In this paper, the mean TIC combining both the right and left regions is used, and the time of maximum slope of the combined TIC is detected. If one side flow occurred due to unilateral distribution in the pulmonary trunk, the combined TIC would have a small slope because the total amount of contrast flow was small; hence, the time of one side flow would not be detected. If the contrast is well mixed, the contrast agent flows to both the right and left regions simultaneously, the total amount of contrast flow is large, and the combined time-signal density curve should have a steep slope.

The length of the time window is set to less than 200 ms; six frames in the case of 30 frames/s data acquisition. This is because the period from the time when contrast agent arrives at the first branch of the pulmonary artery to the time when contrast agent fills the entire lung field is approximately 200 ms.

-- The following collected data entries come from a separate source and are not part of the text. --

use crate::domain::{ContainerRuntime, SelectionSet, ServiceId, ServiceState};
use crate::error::Result;
use crate::services::outcome::{Outcome, ServiceOutcome};
use crate::services::resolver::CatalogResolver;
use std::sync::Arc;
use tracing::{debug, error, info};

/// Brings selected catalog services up, acting only on those not running.
pub struct Reconciler {
    runtime: Arc<dyn ContainerRuntime>,
    resolver: Arc<CatalogResolver>,
}

impl Reconciler {
    pub fn new(runtime: Arc<dyn ContainerRuntime>, resolver: Arc<CatalogResolver>) -> Self {
        Self { runtime, resolver }
    }

    /// Processes the selection strictly in order. Per-service failures are
    /// reported in the returned outcomes; only an unreachable runtime aborts.
    pub fn apply(&self, selection: &SelectionSet) -> Result<Vec<ServiceOutcome>> {
        self.runtime.check_available()?;

        if selection.is_empty() {
            return Ok(Vec::new());
        }

        info!("Reconciling {} service(s)...", selection.len());

        let outcomes: Vec<ServiceOutcome> = selection
            .iter()
            .map(|identifier| {
                let outcome = self.apply_one(identifier);
                match &outcome.outcome {
                    Outcome::Failed(e) => error!("{identifier}: {e}"),
                    other => debug!("{identifier}: {other:?}"),
                }
                outcome
            })
            .collect();

        Ok(outcomes)
    }

    fn apply_one(&self, identifier: &str) -> ServiceOutcome {
        let id: ServiceId = match identifier.parse() {
            Ok(id) => id,
            Err(e) => return ServiceOutcome::failed(identifier, e),
        };
        let name = id.as_str();

        // Fresh query: state may have changed since the operator chose.
        match self.all_running(id) {
            Ok(true) => {
                info!("{name} is already running");
                return ServiceOutcome::new(name, Outcome::AlreadyRunning);
            }
            Ok(false) => {}
            Err(e) => return ServiceOutcome::failed(name, e),
        }

        let manifest = match self.resolver.resolve_service(id) {
            Ok(manifest) => manifest,
            Err(e) => return ServiceOutcome::failed(name, e),
        };

        info!("Bringing up {name} from {:?}", manifest.path);
        match self.runtime.compose_up(&manifest.path) {
            Ok(()) => ServiceOutcome::new(name, Outcome::Started),
            Err(e) => ServiceOutcome::failed(name, e),
        }
    }

    /// A partially running stack counts as down.
    fn all_running(&self, id: ServiceId) -> Result<bool> {
        for member in id.definition().containers {
            let container = self.runtime.get_container(member)?;
            if container.state != ServiceState::Running {
                debug!("{id}: {member} is {}", container.state);
                return Ok(false);
            }
        }
        Ok(true)
    }
}

#[cfg(test)]
mod tests {
    use super::*;
    use crate::domain::{HostParams, SecretPolicy};
    use crate::error::Error;
    use crate::infra::ServiceLayout;
    use crate::services::outcome::any_failed;
    use crate::test_support::{FakeIssuer, MockRuntime};
    use tempfile::TempDir;

    fn create_test_reconciler() -> (Reconciler, Arc<MockRuntime>, Arc<CatalogResolver>, TempDir) {
        let dir = tempfile::tempdir().unwrap();
        let mock = Arc::new(MockRuntime::new());
        let resolver = Arc::new(CatalogResolver::new(
            ServiceLayout::new(dir.path(), None),
            HostParams {
                ip: "10.0.0.5".into(),
                timezone: "Etc/UTC".into(),
            },
            SecretPolicy::default(),
            Arc::new(FakeIssuer::new()),
        ));
        let reconciler = Reconciler::new(mock.clone(), resolver.clone());
        (reconciler, mock, resolver, dir)
    }

    fn selection(items: &[&str]) -> SelectionSet {
        items.iter().copied().collect()
    }

    #[test]
    fn starts_missing_service() {
        let (reconciler, mock, resolver, _dir) = create_test_reconciler();

        let outcomes = reconciler.apply(&selection(&["pihole"])).unwrap();

        assert_eq!(outcomes.len(), 1);
        assert!(matches!(outcomes[0].outcome, Outcome::Started));
        assert!(resolver.layout().is_installed(ServiceId::Pihole));
        assert_eq!(mock.get_state("pihole"), Some(ServiceState::Running));
    }

    #[test]
    fn running_service_is_not_brought_up_again() {
        let (reconciler, mock, resolver, _dir) = create_test_reconciler();
        mock.add_container("pihole", ServiceState::Running);

        let outcomes = reconciler.apply(&selection(&["pihole"])).unwrap();

        assert!(matches!(outcomes[0].outcome, Outcome::AlreadyRunning));
        assert_eq!(mock.count_commands("compose_up"), 0);
        assert!(!resolver.layout().is_installed(ServiceId::Pihole));
    }

    #[test]
    fn missing_database_brings_the_stack_up_again() {
        let (reconciler, mock, _resolver, _dir) = create_test_reconciler();
        mock.add_container("wikijs", ServiceState::Running);

        let outcomes = reconciler.apply(&selection(&["wikijs"])).unwrap();

        assert!(matches!(outcomes[0].outcome, Outcome::Started));
        assert_eq!(mock.count_commands("compose_up"), 1);
        assert_eq!(mock.get_state("wikijs-db"), Some(ServiceState::Running));
    }

    #[test]
    fn stopped_member_counts_as_not_running() {
        let (reconciler, mock, _resolver, _dir) = create_test_reconciler();
        mock.add_container("monitoring-grafana", ServiceState::Running);
        mock.add_container("monitoring-prometheus", ServiceState::Running);
        mock.add_container("monitoring-node-exporter", ServiceState::Stopped);

        let outcomes = reconciler.apply(&selection(&["monitoring"])).unwrap();

        assert!(matches!(outcomes[0].outcome, Outcome::Started));
        assert_eq!(
            mock.get_state("monitoring-node-exporter"),
            Some(ServiceState::Running)
        );
    }

    #[test]
    fn inspect_failure_fails_without_bring_up() {
        let (reconciler, mock, resolver, _dir) = create_test_reconciler();
        mock.set_fail_on("get_container:passbolt-db");
        mock.add_container("passbolt", ServiceState::Running);

        let outcomes = reconciler.apply(&selection(&["passbolt"])).unwrap();

        assert!(matches!(
            outcomes[0].outcome,
            Outcome::Failed(Error::ExternalCommandFailure { .. })
        ));
        assert_eq!(mock.count_commands("compose_up"), 0);
        assert!(!resolver.layout().is_installed(ServiceId::Passbolt));
    }

    #[test]
    fn apply_twice_is_idempotent() {
        let (reconciler, mock, _resolver, _dir) = create_test_reconciler();
        let wanted = selection(&["wikijs", "uptime-kuma"]);

        reconciler.apply(&wanted).unwrap();
        let ups_after_first = mock.count_commands("compose_up");
        let second = reconciler.apply(&wanted).unwrap();

        assert_eq!(ups_after_first, 2);
        assert!(
            second
                .iter()
                .all(|o| matches!(o.outcome, Outcome::AlreadyRunning))
        );
        assert_eq!(mock.count_commands("compose_up"), 2);
    }

    #[test]
    fn stopped_service_is_brought_up_with_existing_manifest() {
        let (reconciler, mock, resolver, _dir) = create_test_reconciler();
        let first = resolver.resolve("pihole").unwrap();
        mock.add_container("pihole", ServiceState::Stopped);

        let outcomes = reconciler.apply(&selection(&["pihole"])).unwrap();

        assert!(matches!(outcomes[0].outcome, Outcome::Started));
        let second = resolver.resolve("pihole").unwrap();
        assert_eq!(first.contents, second.contents);
    }

    #[test]
    fn failure_on_one_service_does_not_stop_the_batch() {
        let (reconciler, mock, _resolver, _dir) = create_test_reconciler();
        mock.set_fail_on("compose_up:pihole");

        let outcomes = reconciler.apply(&selection(&["pihole", "adguard"])).unwrap();

        assert_eq!(outcomes[0].service, "pihole");
        assert!(matches!(
            outcomes[0].outcome,
            Outcome::Failed(Error::ExternalCommandFailure { .. })
        ));
        assert_eq!(outcomes[1].service, "adguard");
        assert!(matches!(outcomes[1].outcome, Outcome::Started));
        assert!(any_failed(&outcomes));
    }

    #[test]
    fn unknown_identifier_fails_alone() {
        let (reconciler, _mock, _resolver, _dir) = create_test_reconciler();

        let outcomes = reconciler
            .apply(&selection(&["not-a-real-service", "portainer"]))
            .unwrap();

        assert!(matches!(
            outcomes[0].outcome,
            Outcome::Failed(Error::UnknownService(_))
        ));
        assert!(matches!(outcomes[1].outcome, Outcome::Started));
    }

    #[test]
    fn unavailable_runtime_aborts_before_resolution() {
        let (reconciler, mock, resolver, _dir) = create_test_reconciler();
        mock.set_unavailable();

        let err = reconciler.apply(&selection(&["pihole"])).unwrap_err();

        assert!(matches!(err, Error::RuntimeUnavailable(_)));
        assert!(!resolver.layout().is_installed(ServiceId::Pihole));
        assert!(
            !resolver
                .layout()
                .credentials_path(ServiceId::Pihole)
                .exists()
        );
    }

    #[test]
    fn services_are_processed_in_selection_order() {
        let (reconciler, mock, _resolver, _dir) = create_test_reconciler();

        reconciler
            .apply(&selection(&["wikijs", "portainer", "adguard"]))
            .unwrap();

        let ups: Vec<String> = mock
            .get_commands()
            .into_iter()
            .filter(|c| c.starts_with("compose_up:"))
            .collect();
        assert_eq!(
            ups,
            vec!["compose_up:wikijs", "compose_up:portainer", "compose_up:adguard"]
        );
    }
}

We observed that the starting time of contrast flow from the pulmonary trunk was slightly different between the right and left sides. The difference is up to 100 ms. This difference does not affect LS measurements that count temporally accumulated tracer11,12. On the other hand, it impacts the proposed method because the proposed method does not measure accumulation but measures the net increase in TIC in a short time window. In this paper, a new automated algorithm is proposed to achieve stable results even in cases when the contrast flow starting time is slightly different. In this algorithm, the time window is optimized for the right and left lung regions independently. First, a representative six-frame time window is detected by using the above combined TIC. Second, it is extended by eight frames: four frames before and after the representative six frames. A total of 14 frame lengths are determined as a candidate time window. Third, in this 14 candidate frame time window, six frames that show the maximum slope of the TIC are selected in each right and left region independently. These steps are shown in Fig. 3. In summary, optimized time windows are selected for each right and left region independently in the same cardiac cycle.

Figure 3
figure 3

New algorithm to optimize time window to measure pulmonary blood flow distribution.

Parameter calculation

The right-to-left ratio of pulmonary blood flow distribution is calculated by the net increase in signal intensity and is an equivalent model with scintigraphy3. In this paper, a stable selection of parameters is investigated. If only two points are used to measure net increase in signal intensity, it is easily affected by several noise factors, such as body motion, heart motion, and image acquisition noise. Therefore, in this paper, all six points in the time window are used to calculate the slope using linear fitting. This approach is equivalent to the scintigraphy method, and it makes the algorithm stable and robust.